• TASK TO COMPLETE:
Whenever a line below mentions the word "FakeApi", that line should be copied.

Saved entries:

Start of Block

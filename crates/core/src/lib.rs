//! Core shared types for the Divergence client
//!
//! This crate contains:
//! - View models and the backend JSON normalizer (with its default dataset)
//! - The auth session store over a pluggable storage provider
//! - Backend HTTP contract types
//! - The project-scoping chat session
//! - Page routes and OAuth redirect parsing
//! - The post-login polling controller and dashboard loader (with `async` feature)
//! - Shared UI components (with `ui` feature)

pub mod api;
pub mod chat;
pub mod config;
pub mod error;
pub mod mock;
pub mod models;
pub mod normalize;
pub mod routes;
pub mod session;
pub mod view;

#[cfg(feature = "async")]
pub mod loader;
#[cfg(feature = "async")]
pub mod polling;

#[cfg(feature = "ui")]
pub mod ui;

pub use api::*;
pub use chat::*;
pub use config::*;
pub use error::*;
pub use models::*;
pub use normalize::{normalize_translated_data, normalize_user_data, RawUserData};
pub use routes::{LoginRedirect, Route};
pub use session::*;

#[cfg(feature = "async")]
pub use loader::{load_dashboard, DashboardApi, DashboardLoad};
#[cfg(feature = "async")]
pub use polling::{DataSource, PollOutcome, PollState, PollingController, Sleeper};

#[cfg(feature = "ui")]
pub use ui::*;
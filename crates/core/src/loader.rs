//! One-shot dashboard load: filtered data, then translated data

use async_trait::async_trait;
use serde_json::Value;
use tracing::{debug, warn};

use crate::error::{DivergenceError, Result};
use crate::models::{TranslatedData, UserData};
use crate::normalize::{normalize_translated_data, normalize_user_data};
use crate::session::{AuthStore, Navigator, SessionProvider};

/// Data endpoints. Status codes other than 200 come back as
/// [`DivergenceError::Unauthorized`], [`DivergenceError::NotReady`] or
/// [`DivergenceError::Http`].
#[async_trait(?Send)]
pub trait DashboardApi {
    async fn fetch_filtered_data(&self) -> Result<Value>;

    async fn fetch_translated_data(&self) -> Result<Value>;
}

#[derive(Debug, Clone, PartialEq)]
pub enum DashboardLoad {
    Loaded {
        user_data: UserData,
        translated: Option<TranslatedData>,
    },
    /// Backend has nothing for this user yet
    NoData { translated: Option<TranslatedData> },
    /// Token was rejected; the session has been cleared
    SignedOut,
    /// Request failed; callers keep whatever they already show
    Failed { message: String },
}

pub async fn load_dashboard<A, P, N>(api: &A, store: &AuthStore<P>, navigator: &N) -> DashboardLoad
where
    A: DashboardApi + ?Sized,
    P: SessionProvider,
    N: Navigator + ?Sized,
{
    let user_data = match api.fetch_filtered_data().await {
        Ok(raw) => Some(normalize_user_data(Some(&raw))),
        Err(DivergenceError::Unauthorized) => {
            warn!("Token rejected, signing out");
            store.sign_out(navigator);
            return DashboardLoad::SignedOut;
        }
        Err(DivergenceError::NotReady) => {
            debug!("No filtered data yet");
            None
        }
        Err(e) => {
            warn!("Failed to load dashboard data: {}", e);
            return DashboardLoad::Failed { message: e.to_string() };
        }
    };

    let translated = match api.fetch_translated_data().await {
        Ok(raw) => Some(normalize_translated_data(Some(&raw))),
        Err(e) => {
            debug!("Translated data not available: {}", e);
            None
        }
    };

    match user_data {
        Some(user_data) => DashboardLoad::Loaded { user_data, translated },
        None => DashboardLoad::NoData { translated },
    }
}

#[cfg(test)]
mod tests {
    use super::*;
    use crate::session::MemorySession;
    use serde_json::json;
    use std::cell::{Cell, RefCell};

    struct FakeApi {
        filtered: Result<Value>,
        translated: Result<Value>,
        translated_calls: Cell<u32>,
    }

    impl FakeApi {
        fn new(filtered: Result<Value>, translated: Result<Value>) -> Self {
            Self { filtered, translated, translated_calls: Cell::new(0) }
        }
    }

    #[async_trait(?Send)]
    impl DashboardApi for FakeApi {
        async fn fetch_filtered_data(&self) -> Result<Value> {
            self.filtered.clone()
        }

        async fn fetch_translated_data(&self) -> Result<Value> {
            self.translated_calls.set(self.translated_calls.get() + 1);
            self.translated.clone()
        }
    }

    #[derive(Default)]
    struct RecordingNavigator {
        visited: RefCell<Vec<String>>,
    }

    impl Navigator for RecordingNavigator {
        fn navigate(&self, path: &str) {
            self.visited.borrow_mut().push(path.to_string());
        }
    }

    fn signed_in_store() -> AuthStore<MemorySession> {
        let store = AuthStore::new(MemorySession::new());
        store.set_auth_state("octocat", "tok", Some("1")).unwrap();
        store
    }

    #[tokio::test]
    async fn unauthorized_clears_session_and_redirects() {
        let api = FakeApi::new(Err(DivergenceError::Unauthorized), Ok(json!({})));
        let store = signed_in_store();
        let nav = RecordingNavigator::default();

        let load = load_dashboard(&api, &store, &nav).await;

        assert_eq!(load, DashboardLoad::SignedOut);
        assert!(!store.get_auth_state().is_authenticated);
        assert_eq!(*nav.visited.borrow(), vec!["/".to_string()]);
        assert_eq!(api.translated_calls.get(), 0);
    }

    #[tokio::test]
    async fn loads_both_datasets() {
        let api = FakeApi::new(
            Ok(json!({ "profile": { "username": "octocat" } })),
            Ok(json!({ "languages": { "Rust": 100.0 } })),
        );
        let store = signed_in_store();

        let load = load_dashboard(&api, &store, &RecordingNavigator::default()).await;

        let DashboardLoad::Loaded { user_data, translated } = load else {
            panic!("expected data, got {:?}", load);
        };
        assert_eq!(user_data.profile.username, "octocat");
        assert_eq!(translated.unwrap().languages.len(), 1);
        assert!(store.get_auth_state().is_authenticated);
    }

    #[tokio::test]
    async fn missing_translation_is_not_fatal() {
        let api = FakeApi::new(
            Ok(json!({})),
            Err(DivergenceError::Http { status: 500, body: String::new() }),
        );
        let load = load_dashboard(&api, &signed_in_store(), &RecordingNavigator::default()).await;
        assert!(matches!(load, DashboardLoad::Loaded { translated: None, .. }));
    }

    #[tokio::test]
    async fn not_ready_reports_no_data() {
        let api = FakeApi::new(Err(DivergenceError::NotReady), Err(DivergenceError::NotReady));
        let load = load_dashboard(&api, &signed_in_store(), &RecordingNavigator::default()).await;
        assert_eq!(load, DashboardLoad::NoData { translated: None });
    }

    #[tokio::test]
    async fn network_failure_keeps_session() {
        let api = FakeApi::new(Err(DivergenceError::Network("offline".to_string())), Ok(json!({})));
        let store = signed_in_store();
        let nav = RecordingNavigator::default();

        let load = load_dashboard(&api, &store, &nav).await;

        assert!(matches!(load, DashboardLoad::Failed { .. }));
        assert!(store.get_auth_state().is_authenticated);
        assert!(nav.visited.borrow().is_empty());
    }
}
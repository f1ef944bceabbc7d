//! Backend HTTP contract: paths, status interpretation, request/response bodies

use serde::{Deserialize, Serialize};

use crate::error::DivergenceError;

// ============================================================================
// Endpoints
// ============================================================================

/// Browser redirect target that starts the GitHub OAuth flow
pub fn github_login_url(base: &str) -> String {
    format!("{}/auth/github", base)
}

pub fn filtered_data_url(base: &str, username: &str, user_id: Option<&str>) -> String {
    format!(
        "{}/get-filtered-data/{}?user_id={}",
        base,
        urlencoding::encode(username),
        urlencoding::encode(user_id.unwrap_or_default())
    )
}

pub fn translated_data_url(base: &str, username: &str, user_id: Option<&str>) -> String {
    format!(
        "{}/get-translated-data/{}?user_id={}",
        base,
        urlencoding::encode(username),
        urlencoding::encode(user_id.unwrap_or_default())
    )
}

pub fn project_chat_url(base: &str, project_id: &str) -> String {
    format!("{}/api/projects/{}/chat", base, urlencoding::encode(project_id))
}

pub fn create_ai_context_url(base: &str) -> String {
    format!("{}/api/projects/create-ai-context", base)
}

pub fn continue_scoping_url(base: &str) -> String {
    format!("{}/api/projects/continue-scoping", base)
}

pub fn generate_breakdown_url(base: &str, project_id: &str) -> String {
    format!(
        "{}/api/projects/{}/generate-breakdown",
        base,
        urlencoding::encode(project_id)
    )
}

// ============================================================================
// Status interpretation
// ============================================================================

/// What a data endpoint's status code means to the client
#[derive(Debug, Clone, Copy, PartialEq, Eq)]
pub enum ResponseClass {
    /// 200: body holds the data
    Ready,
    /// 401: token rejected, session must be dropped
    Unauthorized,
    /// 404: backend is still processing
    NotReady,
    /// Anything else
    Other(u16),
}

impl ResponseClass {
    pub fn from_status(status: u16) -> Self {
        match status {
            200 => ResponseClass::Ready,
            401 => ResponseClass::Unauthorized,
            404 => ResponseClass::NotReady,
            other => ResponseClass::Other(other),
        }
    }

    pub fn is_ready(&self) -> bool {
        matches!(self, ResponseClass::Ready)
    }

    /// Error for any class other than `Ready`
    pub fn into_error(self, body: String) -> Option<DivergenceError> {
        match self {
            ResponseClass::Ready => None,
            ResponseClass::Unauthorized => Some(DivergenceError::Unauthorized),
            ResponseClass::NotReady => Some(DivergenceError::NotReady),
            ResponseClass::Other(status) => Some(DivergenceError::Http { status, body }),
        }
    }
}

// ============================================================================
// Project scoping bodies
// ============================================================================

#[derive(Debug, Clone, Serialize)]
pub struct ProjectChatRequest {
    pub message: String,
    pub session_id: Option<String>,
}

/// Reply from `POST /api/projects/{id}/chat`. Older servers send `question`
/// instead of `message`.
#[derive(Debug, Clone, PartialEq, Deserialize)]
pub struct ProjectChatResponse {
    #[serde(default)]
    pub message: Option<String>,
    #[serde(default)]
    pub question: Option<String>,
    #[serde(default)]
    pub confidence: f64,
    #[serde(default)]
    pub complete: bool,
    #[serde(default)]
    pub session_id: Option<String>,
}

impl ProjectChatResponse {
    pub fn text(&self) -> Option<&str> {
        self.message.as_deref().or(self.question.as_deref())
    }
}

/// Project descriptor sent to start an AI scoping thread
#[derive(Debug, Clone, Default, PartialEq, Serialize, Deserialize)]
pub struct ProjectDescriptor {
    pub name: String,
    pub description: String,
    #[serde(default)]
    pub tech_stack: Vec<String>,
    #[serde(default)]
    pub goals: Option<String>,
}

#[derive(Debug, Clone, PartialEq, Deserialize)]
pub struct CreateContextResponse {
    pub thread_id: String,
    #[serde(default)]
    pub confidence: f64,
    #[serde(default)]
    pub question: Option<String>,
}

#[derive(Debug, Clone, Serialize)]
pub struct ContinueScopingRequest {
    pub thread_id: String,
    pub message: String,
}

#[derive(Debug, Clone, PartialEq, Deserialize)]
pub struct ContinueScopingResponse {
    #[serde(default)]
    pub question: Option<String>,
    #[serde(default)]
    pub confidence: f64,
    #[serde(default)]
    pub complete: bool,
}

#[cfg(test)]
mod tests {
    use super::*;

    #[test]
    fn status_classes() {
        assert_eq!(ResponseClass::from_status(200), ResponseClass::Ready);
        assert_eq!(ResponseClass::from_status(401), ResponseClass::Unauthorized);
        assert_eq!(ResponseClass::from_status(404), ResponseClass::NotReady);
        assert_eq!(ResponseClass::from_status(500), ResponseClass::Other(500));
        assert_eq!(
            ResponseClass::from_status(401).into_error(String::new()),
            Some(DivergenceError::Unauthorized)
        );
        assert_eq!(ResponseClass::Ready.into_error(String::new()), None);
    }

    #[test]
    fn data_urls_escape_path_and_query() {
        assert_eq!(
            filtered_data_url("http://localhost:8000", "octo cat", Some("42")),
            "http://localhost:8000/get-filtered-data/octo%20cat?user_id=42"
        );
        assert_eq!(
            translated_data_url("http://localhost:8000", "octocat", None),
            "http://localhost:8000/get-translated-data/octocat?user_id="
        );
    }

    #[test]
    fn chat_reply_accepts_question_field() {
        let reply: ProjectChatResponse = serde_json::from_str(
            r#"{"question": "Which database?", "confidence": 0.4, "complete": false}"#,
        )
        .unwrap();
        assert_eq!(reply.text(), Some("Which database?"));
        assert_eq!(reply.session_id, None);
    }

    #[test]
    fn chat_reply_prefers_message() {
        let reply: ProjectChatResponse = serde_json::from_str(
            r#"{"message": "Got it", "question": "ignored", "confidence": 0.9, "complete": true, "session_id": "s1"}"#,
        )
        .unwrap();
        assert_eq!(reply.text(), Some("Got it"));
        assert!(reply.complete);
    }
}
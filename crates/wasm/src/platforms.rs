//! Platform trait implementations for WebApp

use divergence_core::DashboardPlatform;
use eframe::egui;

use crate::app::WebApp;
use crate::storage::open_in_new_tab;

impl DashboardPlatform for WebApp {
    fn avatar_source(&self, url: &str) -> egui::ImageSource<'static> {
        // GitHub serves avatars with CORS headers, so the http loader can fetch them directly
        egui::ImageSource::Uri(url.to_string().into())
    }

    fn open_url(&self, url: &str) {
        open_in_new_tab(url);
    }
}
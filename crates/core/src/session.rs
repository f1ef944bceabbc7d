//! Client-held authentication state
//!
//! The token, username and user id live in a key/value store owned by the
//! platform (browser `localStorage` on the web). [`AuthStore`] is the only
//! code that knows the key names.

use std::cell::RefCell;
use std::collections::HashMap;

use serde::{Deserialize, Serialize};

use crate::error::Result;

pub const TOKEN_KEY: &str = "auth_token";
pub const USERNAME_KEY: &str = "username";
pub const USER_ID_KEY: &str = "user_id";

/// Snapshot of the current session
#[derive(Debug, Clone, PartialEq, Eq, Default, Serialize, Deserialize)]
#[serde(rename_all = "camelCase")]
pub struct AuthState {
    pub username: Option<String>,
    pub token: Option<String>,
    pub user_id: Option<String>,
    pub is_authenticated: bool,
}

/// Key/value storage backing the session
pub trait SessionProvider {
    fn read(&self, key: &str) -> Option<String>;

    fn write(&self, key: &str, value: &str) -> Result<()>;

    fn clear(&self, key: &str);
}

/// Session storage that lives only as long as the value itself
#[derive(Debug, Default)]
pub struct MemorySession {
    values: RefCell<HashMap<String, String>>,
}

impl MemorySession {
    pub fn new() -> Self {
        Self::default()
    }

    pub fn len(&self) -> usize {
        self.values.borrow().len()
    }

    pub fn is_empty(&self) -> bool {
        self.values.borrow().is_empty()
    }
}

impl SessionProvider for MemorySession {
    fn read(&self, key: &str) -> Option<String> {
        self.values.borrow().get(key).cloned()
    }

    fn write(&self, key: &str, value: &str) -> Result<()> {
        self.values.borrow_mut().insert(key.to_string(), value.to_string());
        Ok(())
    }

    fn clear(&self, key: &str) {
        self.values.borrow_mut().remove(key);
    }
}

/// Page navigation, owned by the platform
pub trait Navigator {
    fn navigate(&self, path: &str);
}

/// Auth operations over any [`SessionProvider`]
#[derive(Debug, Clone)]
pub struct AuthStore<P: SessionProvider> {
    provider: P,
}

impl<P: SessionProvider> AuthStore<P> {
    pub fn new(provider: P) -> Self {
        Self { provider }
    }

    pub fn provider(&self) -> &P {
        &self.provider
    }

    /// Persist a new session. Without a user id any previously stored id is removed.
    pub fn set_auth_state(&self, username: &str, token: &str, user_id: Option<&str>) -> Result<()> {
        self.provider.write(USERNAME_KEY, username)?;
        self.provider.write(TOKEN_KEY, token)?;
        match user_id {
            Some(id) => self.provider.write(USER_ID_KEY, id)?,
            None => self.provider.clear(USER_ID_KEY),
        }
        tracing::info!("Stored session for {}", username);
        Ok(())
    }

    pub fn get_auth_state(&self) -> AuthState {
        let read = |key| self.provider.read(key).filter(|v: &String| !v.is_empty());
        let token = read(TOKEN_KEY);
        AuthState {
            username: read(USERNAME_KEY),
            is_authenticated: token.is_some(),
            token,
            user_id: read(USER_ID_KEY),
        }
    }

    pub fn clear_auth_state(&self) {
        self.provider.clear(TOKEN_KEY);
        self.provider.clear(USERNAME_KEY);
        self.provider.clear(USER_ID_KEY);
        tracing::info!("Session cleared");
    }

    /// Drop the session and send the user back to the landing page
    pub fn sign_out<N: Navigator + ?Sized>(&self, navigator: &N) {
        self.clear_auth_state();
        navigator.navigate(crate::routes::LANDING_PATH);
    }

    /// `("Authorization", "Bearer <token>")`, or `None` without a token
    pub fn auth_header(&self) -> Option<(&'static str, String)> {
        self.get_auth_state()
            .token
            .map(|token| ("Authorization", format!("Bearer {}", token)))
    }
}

End of Block

• OUTPUT BELOW:
    struct FakeApi {
    impl FakeApi {
    impl DashboardApi for FakeApi {
        let api = FakeApi::new(Err(DivergenceError::Unauthorized), Ok(json!({})));
        let api = FakeApi::new(
        let api = FakeApi::new(
        let api = FakeApi::new(Err(DivergenceError::NotReady), Err(DivergenceError::NotReady));
        let api = FakeApi::new(Err(DivergenceError::Network("offline".to_string())), Ok(json!({})));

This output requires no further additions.